■ **WHAT THE EXERCISE ASKS**
Bring together every line in the data that includes "PathBuf".

━━━━

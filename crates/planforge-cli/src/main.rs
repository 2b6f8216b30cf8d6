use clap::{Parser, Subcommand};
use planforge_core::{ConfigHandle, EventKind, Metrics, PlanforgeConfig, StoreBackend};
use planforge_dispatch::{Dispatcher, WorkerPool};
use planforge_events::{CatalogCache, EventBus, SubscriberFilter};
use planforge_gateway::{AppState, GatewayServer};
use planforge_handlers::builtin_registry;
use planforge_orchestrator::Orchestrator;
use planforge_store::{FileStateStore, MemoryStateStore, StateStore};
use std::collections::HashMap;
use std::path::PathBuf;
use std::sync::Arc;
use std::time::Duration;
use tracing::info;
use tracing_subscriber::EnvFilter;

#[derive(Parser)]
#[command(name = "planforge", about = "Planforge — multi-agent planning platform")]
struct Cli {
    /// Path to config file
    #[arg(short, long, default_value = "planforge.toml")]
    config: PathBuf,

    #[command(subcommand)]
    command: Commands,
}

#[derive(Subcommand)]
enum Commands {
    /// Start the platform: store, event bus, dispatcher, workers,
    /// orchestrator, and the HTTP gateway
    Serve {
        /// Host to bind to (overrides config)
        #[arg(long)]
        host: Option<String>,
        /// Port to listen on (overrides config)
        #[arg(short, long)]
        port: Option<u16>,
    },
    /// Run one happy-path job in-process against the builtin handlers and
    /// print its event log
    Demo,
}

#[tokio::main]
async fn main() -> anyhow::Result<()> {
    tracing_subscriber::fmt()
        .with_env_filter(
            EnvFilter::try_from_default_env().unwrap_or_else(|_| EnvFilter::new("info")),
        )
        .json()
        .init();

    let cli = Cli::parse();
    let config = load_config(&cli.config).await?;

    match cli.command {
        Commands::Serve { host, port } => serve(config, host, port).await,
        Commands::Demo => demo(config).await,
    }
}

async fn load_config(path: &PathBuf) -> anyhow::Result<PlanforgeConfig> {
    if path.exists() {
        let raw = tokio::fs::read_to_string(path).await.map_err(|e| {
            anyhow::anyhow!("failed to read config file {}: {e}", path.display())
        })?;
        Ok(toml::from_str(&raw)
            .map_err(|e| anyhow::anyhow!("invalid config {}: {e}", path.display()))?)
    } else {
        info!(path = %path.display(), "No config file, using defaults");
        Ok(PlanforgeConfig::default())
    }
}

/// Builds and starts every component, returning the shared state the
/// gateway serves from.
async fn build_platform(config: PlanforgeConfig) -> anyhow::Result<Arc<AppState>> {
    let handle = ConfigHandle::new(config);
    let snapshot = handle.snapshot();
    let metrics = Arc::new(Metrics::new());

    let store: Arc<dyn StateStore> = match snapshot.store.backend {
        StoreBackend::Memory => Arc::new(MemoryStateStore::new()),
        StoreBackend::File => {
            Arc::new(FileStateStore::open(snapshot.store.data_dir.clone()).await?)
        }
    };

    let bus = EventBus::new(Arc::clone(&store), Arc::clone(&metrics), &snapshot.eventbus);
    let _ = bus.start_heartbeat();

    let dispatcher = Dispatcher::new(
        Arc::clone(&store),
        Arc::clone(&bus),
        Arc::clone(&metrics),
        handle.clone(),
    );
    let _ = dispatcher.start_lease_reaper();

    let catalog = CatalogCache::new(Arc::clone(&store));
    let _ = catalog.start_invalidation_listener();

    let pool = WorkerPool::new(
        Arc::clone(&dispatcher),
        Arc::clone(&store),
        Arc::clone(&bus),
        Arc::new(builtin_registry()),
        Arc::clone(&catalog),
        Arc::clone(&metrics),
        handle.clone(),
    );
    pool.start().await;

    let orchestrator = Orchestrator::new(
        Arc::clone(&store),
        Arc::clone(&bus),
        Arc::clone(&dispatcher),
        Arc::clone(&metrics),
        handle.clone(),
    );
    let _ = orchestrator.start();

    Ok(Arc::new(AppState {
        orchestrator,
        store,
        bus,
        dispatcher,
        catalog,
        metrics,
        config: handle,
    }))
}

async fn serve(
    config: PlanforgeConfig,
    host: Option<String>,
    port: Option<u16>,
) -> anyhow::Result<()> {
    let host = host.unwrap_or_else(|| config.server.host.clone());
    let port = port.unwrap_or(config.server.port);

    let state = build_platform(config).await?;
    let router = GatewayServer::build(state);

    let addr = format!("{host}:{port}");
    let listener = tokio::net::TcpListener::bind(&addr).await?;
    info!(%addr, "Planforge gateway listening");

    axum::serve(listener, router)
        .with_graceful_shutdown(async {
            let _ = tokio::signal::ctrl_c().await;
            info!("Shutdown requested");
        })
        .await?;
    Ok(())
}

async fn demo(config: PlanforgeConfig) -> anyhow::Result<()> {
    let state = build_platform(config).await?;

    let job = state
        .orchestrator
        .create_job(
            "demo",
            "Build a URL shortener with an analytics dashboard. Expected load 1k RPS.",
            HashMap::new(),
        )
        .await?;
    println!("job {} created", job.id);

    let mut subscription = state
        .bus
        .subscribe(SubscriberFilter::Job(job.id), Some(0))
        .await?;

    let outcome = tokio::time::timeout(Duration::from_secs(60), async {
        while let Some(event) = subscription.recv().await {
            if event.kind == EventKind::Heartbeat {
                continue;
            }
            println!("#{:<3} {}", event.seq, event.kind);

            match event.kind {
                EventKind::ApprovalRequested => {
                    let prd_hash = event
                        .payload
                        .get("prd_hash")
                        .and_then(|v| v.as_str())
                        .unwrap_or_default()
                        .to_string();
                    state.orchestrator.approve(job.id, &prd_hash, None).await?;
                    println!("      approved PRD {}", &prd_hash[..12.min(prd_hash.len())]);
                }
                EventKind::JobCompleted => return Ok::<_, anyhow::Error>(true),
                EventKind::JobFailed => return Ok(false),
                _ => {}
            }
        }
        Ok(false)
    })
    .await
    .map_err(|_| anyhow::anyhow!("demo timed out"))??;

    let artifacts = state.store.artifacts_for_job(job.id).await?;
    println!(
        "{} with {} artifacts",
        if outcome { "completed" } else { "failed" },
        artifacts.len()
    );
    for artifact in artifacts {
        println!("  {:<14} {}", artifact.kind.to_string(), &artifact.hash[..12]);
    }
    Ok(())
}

━━━━

■ **EXERCISE OUTPUT**
use std::path::PathBuf;
    config: PathBuf,
async fn load_config(path: &PathBuf) -> anyhow::Result<PlanforgeConfig> {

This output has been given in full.